We found a male infant presented with severe intractable epileptic spasms. Although certain clinical features of somatic dysmorphism were noted, numerous laboratory and neuroimaging studies failed to identify the cause. To determine the underlying etiology, whole-exome sequencing was conducted. We identified a de novo heterozygous mutation, NM_206876.1: c.548A > C (p.Glu183Ala), in the PPP1CB gene. His seizures were almost refractory to conventional antiepileptic drugs but relative seizure control was eventually achieved with a ketogenic diet.
This result expands the clinical spectrum of NSLH2 and strengthens the association between the PPP1CB gene and epileptic seizures. Furthermore, we suggest that the ketogenic diet can offer seizure reduction in particular drug-resistant epilepsy syndromes. Additional studies are warranted to clarify the pathogenic mechanisms underlying this PPP1CB mutation in epileptic seizures.
PP1-beta (symbolized PPP1CB) is a catalytic subunit of protein phosphatase-1 (PP1). PP1 is one of the four major serine/threonine-specific protein phosphatases involved in the dephosphorylation of numerous proteins. These enzymes work in opposition to protein kinases, which are implicated in the regulation of cell growth, proliferation, survival, differentiation, and cytoskeletal changes, to control the level of phosphorylation . PPP1CB is expressed abundantly in the human brain and spine [2, 3].

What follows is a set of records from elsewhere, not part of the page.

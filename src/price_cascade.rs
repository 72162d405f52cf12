use crate::allocation_node::{AllocationNode, Money};
use crate::logger::{LogEvent, Logger};
use crate::{logln, warnln};

/// Tolerance when comparing the children's spend with the parent's
pub const BUDGET_TOLERANCE: Money = 0.01;

/// How a price cascade ended
#[derive(Debug, Clone, PartialEq)]
pub enum PricingOutcome {
    /// No child holds slots; nothing was priced
    NothingAllocated,
    /// Child `marginal` took the residual price; every more valuable child sits at its cap
    Balanced { marginal: usize, price: Money },
    /// Every allocated child is at its cap and the parent's spend is still not reached
    CapsExhausted { shortfall: Money },
}

/// Assign `avg_cost_per_mille` to every allocated child so the children's spend matches the parent's
///
/// All allocated children start at their floor. Going from the most valuable child down, each
/// child is asked to carry the spend that the others do not; a child that would need more than
/// its cap is pinned to the cap and the next child is tried.
///
/// Panics if an allocated child has zero desired volume.
pub fn price(node: &mut AllocationNode, logger: &mut Logger) -> PricingOutcome {
    let allocated: Vec<usize> = node.children().iter()
        .enumerate()
        .filter(|(_, c)| c.export_slots() > 0)
        .map(|(i, _)| i)
        .collect();
    if allocated.is_empty() {
        return PricingOutcome::NothingAllocated;
    }

    let total_spend_rate = node.total_desired_spend_rate();
    let node_name = node.name().to_string();
    let children = node.children_mut();

    for &i in &allocated {
        let floor = children[i].floor_price();
        children[i].set_avg_cost_per_mille(floor);
    }

    for &i in &allocated {
        let others: Money = allocated.iter()
            .filter(|&&j| j != i)
            .map(|&j| children[j].total_desired_spend_rate())
            .sum();
        let child = &mut children[i];
        let volume = child.total_desired_impression_rate();
        assert!(volume != 0.0, "allocated child '{}' has zero desired impression rate", child.name());

        let price_required = (total_spend_rate - others) / volume;
        if price_required > child.price_cap() {
            let cap = child.price_cap();
            child.set_avg_cost_per_mille(cap);
            logln!(logger, LogEvent::Pricing, "{}: '{}' needs {:.4}, pinned to cap {:.4}",
                node_name, child.name(), price_required, cap);
            continue;
        }

        child.set_avg_cost_per_mille(price_required);
        logln!(logger, LogEvent::Pricing, "{}: '{}' priced at {:.4} (floor {:.4}, cap {:.4})",
            node_name, child.name(), price_required, child.floor_price(), child.price_cap());
        if price_required < child.floor_price() {
            warnln!(logger, LogEvent::Pricing, "{}: '{}' priced below its floor ({:.4} < {:.4})",
                node_name, child.name(), price_required, child.floor_price());
        }
        return PricingOutcome::Balanced { marginal: i, price: price_required };
    }

    let children_spend: Money = allocated.iter().map(|&j| children[j].total_desired_spend_rate()).sum();
    let shortfall = total_spend_rate - children_spend;
    warnln!(logger, LogEvent::Pricing, "{}: all allocated children at cap, spend short by {:.4}", node_name, shortfall);
    PricingOutcome::CapsExhausted { shortfall }
}

/// Children's total spend matches the parent's within `BUDGET_TOLERANCE`
pub fn is_budget_balanced(node: &AllocationNode) -> bool {
    let children_spend: Money = node.children().iter().map(|c| c.total_desired_spend_rate()).sum();
    (children_spend - node.total_desired_spend_rate()).abs() <= BUDGET_TOLERANCE
}
/// Node phase: a tier's slots are split between reexports and new experiments.
///
/// The tier holds six previously exported nodes and six never exported ones, interleaved in
/// value order. Runs with the whole campaign left (all slots to experiments), half of it, and
/// none (all slots to reexports). A separate check ranks ten candidates by priority alone.

use std::collections::BTreeSet;

use exportalloc::allocation_node::AllocationNode;
use exportalloc::allocator::PartitionAllocatorTrait;
use exportalloc::allocator_ranking::ExperimentRankingAllocator;
use exportalloc::orchestrator::{AllocationOrchestrator, NodeSplit};
use exportalloc::logger::{LogEvent, Logger};
use exportalloc::logln;
use std::sync::atomic::Ordering;

use crate::scenarios::{Validation, TOTAL_ALLOCATION_RUNS};

// Register this scenario in the catalog
inventory::submit!(crate::scenarios::ScenarioEntry {
    short_name: "nodes_split",
    run,
});

fn leaf(name: &str, value: f64, priority: f64, export_count: f64) -> Result<AllocationNode, Box<dyn std::error::Error>> {
    Ok(AllocationNode::new(name, value, 110.0, 1.0, 10.0, 1.0)?
        .with_experimental_priority_score(priority)?
        .with_export_count(export_count)?)
}

fn prepare_tier() -> Result<AllocationNode, Box<dyn std::error::Error>> {
    let children = vec![
        leaf("r0", 12.0, 0.0, 4.0)?,
        leaf("r1", 10.0, 0.0, 1.0)?,
        leaf("r2", 8.0, 0.0, 2.0)?,
        leaf("r3", 6.0, 0.0, 1.0)?,
        leaf("r4", 4.0, 0.0, 3.0)?,
        leaf("r5", 2.0, 0.0, 1.0)?,
        leaf("n0", 11.0, 0.3, 0.0)?,
        leaf("n1", 9.0, 0.8, 0.0)?,
        leaf("n2", 7.0, 0.1, 0.0)?,
        leaf("n3", 5.0, 0.9, 0.0)?,
        leaf("n4", 3.0, 0.5, 0.0)?,
        leaf("n5", 1.0, 0.7, 0.0)?,
    ];
    Ok(AllocationNode::container("tier")
        .with_export_slots(6)
        .with_desired_avg_impression_rate(100.0)?
        .with_avg_cost_per_mille(5.0)?
        .with_children(children))
}

fn selected_names(tier: &AllocationNode) -> BTreeSet<String> {
    tier.children().iter()
        .filter(|c| c.export_slots() > 0)
        .map(|c| c.name().to_string())
        .collect()
}

fn expected_names(names: &[&str]) -> BTreeSet<String> {
    names.iter().map(|n| n.to_string()).collect()
}

pub fn run(_scenario_name: &str, logger: &mut Logger) -> Result<(), Box<dyn std::error::Error>> {
    let orchestrator = AllocationOrchestrator::default();
    let mut validation = Validation::new();

    let variants: [(f64, NodeSplit, &[&str]); 3] = [
        (1.0, NodeSplit { reexport_slots: 0, new_export_slots: 6 }, &["n0", "n1", "n2", "n3", "n4", "n5"]),
        (0.5, NodeSplit { reexport_slots: 3, new_export_slots: 3 }, &["r0", "r1", "r2", "n1", "n3", "n5"]),
        (0.0, NodeSplit { reexport_slots: 6, new_export_slots: 0 }, &["r0", "r1", "r2", "r3", "r4", "r5"]),
    ];

    for (fraction, expected_split, expected) in variants {
        let mut tier = prepare_tier()?;
        let names_before: Vec<String> = tier.children().iter().map(|c| c.name().to_string()).collect();

        let split = orchestrator.allocate_resources_to_nodes(&mut tier, fraction, logger)?;
        TOTAL_ALLOCATION_RUNS.fetch_add(1, Ordering::Relaxed);
        logln!(logger, LogEvent::Scenario, "Campaign left {:.1}: {:?}, selected {:?}", fraction, split, selected_names(&tier));

        validation.check(logger, split == expected_split,
            format!("Campaign left {:.1}: split {:?}", fraction, split));
        validation.check(logger, selected_names(&tier) == expected_names(expected),
            format!("Campaign left {:.1}: selected nodes are {:?}", fraction, expected));

        let names_after: Vec<String> = tier.children().iter().map(|c| c.name().to_string()).collect();
        validation.check(logger, names_before == names_after && tier.export_slots() == 6,
            format!("Campaign left {:.1}: tier keeps its {} children and 6 slots", fraction, names_after.len()));
        validation.check(logger, tier.children().iter().all(|c| c.export_slots() <= 1),
            format!("Campaign left {:.1}: no node gets more than one slot", fraction));
    }

    // Ranking on its own: priorities 0..9 spread over value order, four slots
    logln!(logger, LogEvent::Scenario, "");
    let priorities = [3.0, 8.0, 0.0, 6.0, 1.0, 9.0, 4.0, 7.0, 2.0, 5.0];
    let mut candidates = Vec::with_capacity(priorities.len());
    for (i, &priority) in priorities.iter().enumerate() {
        candidates.push(leaf(&format!("candidate {}", i), 10.0 - i as f64, priority, 0.0)?);
    }
    let mut tier = AllocationNode::container("experiments")
        .with_export_slots(4)
        .with_children(candidates);
    ExperimentRankingAllocator.allocate(&mut tier, logger)?;
    TOTAL_ALLOCATION_RUNS.fetch_add(1, Ordering::Relaxed);

    let winners: BTreeSet<u64> = tier.children().iter()
        .filter(|c| c.export_slots() == 1)
        .map(|c| c.experimental_priority_score() as u64)
        .collect();
    validation.check(logger, winners == BTreeSet::from([6, 7, 8, 9]),
        format!("Ranking selects priorities {{6, 7, 8, 9}}: {:?}", winners));
    validation.check(logger, tier.partition().iter().sum::<u32>() == 4,
        "Ranking hands out exactly four slots".to_string());

    validation.finish("nodes_split")
}
use databind_derive::data_error;

#[data_error]
pub enum DemoError {
    #[error("IO error: {source}")]
    Io {
        source: std::io::Error,
        context: String,
    },
}

fn main() {}
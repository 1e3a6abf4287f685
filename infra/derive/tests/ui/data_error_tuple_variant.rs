use databind_derive::data_error;

#[data_error]
pub enum DemoError {
    #[error("IO error: {0}")]
    Io(std::io::Error),
}

fn main() {}
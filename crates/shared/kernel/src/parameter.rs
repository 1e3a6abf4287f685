//! Parameter descriptors and the types they bind to.

use crate::error::DataError;
use crate::model::{ModelSchema, ModelStack};
use crate::reflect::{Describable, ReflectiveDataModel};
use crate::types::TypeInfo;
use databind_domain::ParameterFlags;
use std::borrow::Cow;
use std::fmt;
use std::sync::Arc;

/// One named, typed binding target of a model.
#[derive(Debug, Clone, PartialEq)]
pub struct DataModelParameter {
    name: Cow<'static, str>,
    ty: ParameterType,
    flags: ParameterFlags,
    help: Option<Cow<'static, str>>,
}

impl DataModelParameter {
    #[must_use]
    pub fn new(name: impl Into<Cow<'static, str>>, ty: ParameterType, mandatory: bool) -> Self {
        Self { name: name.into(), ty, flags: ParameterFlags::required(mandatory), help: None }
    }

    #[must_use]
    pub fn with_help(mut self, help: impl Into<Cow<'static, str>>) -> Self {
        self.help = Some(help.into());
        self
    }

    #[must_use]
    pub fn deprecated(mut self, deprecated: bool) -> Self {
        self.flags.set(ParameterFlags::DEPRECATED, deprecated);
        self
    }

    #[must_use]
    pub fn name(&self) -> &str {
        &self.name
    }

    #[must_use]
    pub const fn parameter_type(&self) -> &ParameterType {
        &self.ty
    }

    #[must_use]
    pub const fn flags(&self) -> ParameterFlags {
        self.flags
    }

    #[must_use]
    pub const fn is_mandatory(&self) -> bool {
        self.flags.contains(ParameterFlags::MANDATORY)
    }

    #[must_use]
    pub const fn is_deprecated(&self) -> bool {
        self.flags.contains(ParameterFlags::DEPRECATED)
    }

    /// Plain-text help attached to the declaration.
    #[must_use]
    pub fn help(&self) -> Option<&str> {
        self.help.as_deref()
    }

    /// Appends `name`, `?` when optional, and `=Nested(...)` when the type reaches a model.
    ///
    /// # Errors
    /// Propagates failures to build a nested model.
    pub fn render(&self, out: &mut String, stack: &mut ModelStack) -> Result<(), DataError> {
        out.push_str(&self.name);
        if !self.is_mandatory() {
            out.push('?');
        }
        if self.ty.model().is_some() {
            out.push('=');
            self.ty.render(out, stack)?;
        }
        Ok(())
    }
}

/// Leaf types of the tree.
#[derive(Debug, Clone, Copy, PartialEq, Eq, Hash)]
pub enum AtomicType {
    Boolean,
    Integer,
    Number,
    String,
}

impl AtomicType {
    #[must_use]
    pub const fn as_str(self) -> &'static str {
        match self {
            Self::Boolean => "boolean",
            Self::Integer => "integer",
            Self::Number => "number",
            Self::String => "string",
        }
    }
}

/// Shape of the value a parameter binds to.
#[derive(Debug, Clone, PartialEq)]
pub enum ParameterType {
    Atomic(AtomicType),
    Sequence(Box<Self>),
    /// String-keyed map.
    Map(Box<Self>),
    Model(ModelRef),
    /// Raw tree pass-through.
    Any,
}

impl ParameterType {
    /// The nested model this type reaches through sequences and maps, if any.
    #[must_use]
    pub fn model(&self) -> Option<&ModelRef> {
        match self {
            Self::Model(model) => Some(model),
            Self::Sequence(inner) | Self::Map(inner) => inner.model(),
            Self::Atomic(_) | Self::Any => None,
        }
    }

    /// Recursive rendering: nested models expand, sequences get `[]`, maps get `{}`.
    ///
    /// # Errors
    /// Propagates failures to build a nested model.
    pub fn render(&self, out: &mut String, stack: &mut ModelStack) -> Result<(), DataError> {
        match self {
            Self::Atomic(atomic) => out.push_str(atomic.as_str()),
            Self::Any => out.push_str("any"),
            Self::Sequence(inner) => {
                inner.render(out, stack)?;
                out.push_str("[]");
            },
            Self::Map(inner) => {
                inner.render(out, stack)?;
                out.push_str("{}");
            },
            Self::Model(model) => model.resolve()?.render(out, stack)?,
        }
        Ok(())
    }
}

impl fmt::Display for ParameterType {
    fn fmt(&self, f: &mut fmt::Formatter<'_>) -> fmt::Result {
        match self {
            Self::Atomic(atomic) => f.write_str(atomic.as_str()),
            Self::Any => f.write_str("any"),
            Self::Sequence(inner) => write!(f, "{inner}[]"),
            Self::Map(inner) => write!(f, "{inner}{{}}"),
            Self::Model(model) => f.write_str(model.type_info().simple_name()),
        }
    }
}

/// Lazily resolved reference to a nested model.
///
/// Resolution happens on demand, so a type may refer to itself.
#[derive(Clone, Copy)]
pub struct ModelRef {
    ty: TypeInfo,
    resolve: fn() -> Result<Arc<dyn ModelSchema>, DataError>,
}

impl ModelRef {
    #[must_use]
    pub fn of<T: Describable>() -> Self {
        Self { ty: TypeInfo::of::<T>().deprecated(T::deprecated()), resolve: resolve_reflective::<T> }
    }

    #[must_use]
    pub const fn type_info(&self) -> &TypeInfo {
        &self.ty
    }

    /// Builds the referenced model.
    ///
    /// # Errors
    /// Fails when the referenced type declares an invalid parameter set.
    pub fn resolve(&self) -> Result<Arc<dyn ModelSchema>, DataError> {
        (self.resolve)()
    }
}

fn resolve_reflective<T: Describable>() -> Result<Arc<dyn ModelSchema>, DataError> {
    Ok(Arc::new(ReflectiveDataModel::<T>::new()?))
}

impl fmt::Debug for ModelRef {
    fn fmt(&self, f: &mut fmt::Formatter<'_>) -> fmt::Result {
        f.debug_tuple("ModelRef").field(&self.ty.name()).finish()
    }
}

impl PartialEq for ModelRef {
    fn eq(&self, other: &Self) -> bool {
        self.ty == other.ty
    }
}
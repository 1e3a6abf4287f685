#![allow(clippy::print_stderr, clippy::print_stdout)]

pub mod catalog;
pub mod cli;
pub mod commands;
pub mod document;

use crate::cli::{Cli, Command};
use anyhow::Result;
use clap::Parser;
use databind::HelpDirectory;
use databind::domain::config::{DataBindConfig, LoggingConfig};
use databind::kernel::config::load_config;
use databind_logger::{FileOutput, LevelFilter, Logger, parse_level};

fn main() -> Result<()> {
    let cli = Cli::parse();

    let config: DataBindConfig = load_config(cli.config.as_deref())?;
    let _logger = init_logger(&config.logging, cli.verbose)?;

    let registry = catalog::registry(HelpDirectory::from_config(&config.help))?;

    match cli.command {
        Command::List {} => commands::list(&registry)?,
        Command::Describe { model } => commands::describe(&registry, &model)?,
        Command::Check { model, file } => commands::check(&registry, &config.binding, &model, &file)?,
        Command::Normalize { model, file } => commands::normalize(&registry, &config.binding, &model, &file)?,
    }

    Ok(())
}

fn init_logger(config: &LoggingConfig, verbose: bool) -> Result<Logger> {
    let level = if verbose { LevelFilter::DEBUG } else { parse_level(&config.level)? };
    let mut builder = Logger::builder(env!("CARGO_BIN_NAME")).json(config.json).level(level);
    if let Some(dir) = &config.dir {
        builder = builder.file(FileOutput::new(dir));
    }
    Ok(builder.init()?)
}
use databind_derive::data_model;

#[data_model(colour = "red")]
struct Paint {
    name: String,
}

fn main() {}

In 2014, Hamdan et al. reported a patient with a de novo 1-bp insertion in the PPP1CB gene (c.909dupA: p.Tyr450Ilefs*92), which was predicted to cause a frameshift mutation and premature termination codon. The patient’s clinical features included severe intellectual disability, short stature, relative macrocephaly, large mouth, malar hypoplasia, and mildly increased cerebral spinal fluid spaces . Subsequently, Gripp et al. and Ma et al. have respectively studied four and eight unrelated patients with mutations in the PPP1CB gene. All these patients exhibited relative or absolute macrocephaly, prominent forehead, low-set and posteriorly rotated ears, and developmental delay, as well as slow-growing, sparse, or unruly hair [3, 5]. The PPP1CB gene has been associated with Noonan syndrome-like disorder with loose anagen hair syndrome (NSLH2).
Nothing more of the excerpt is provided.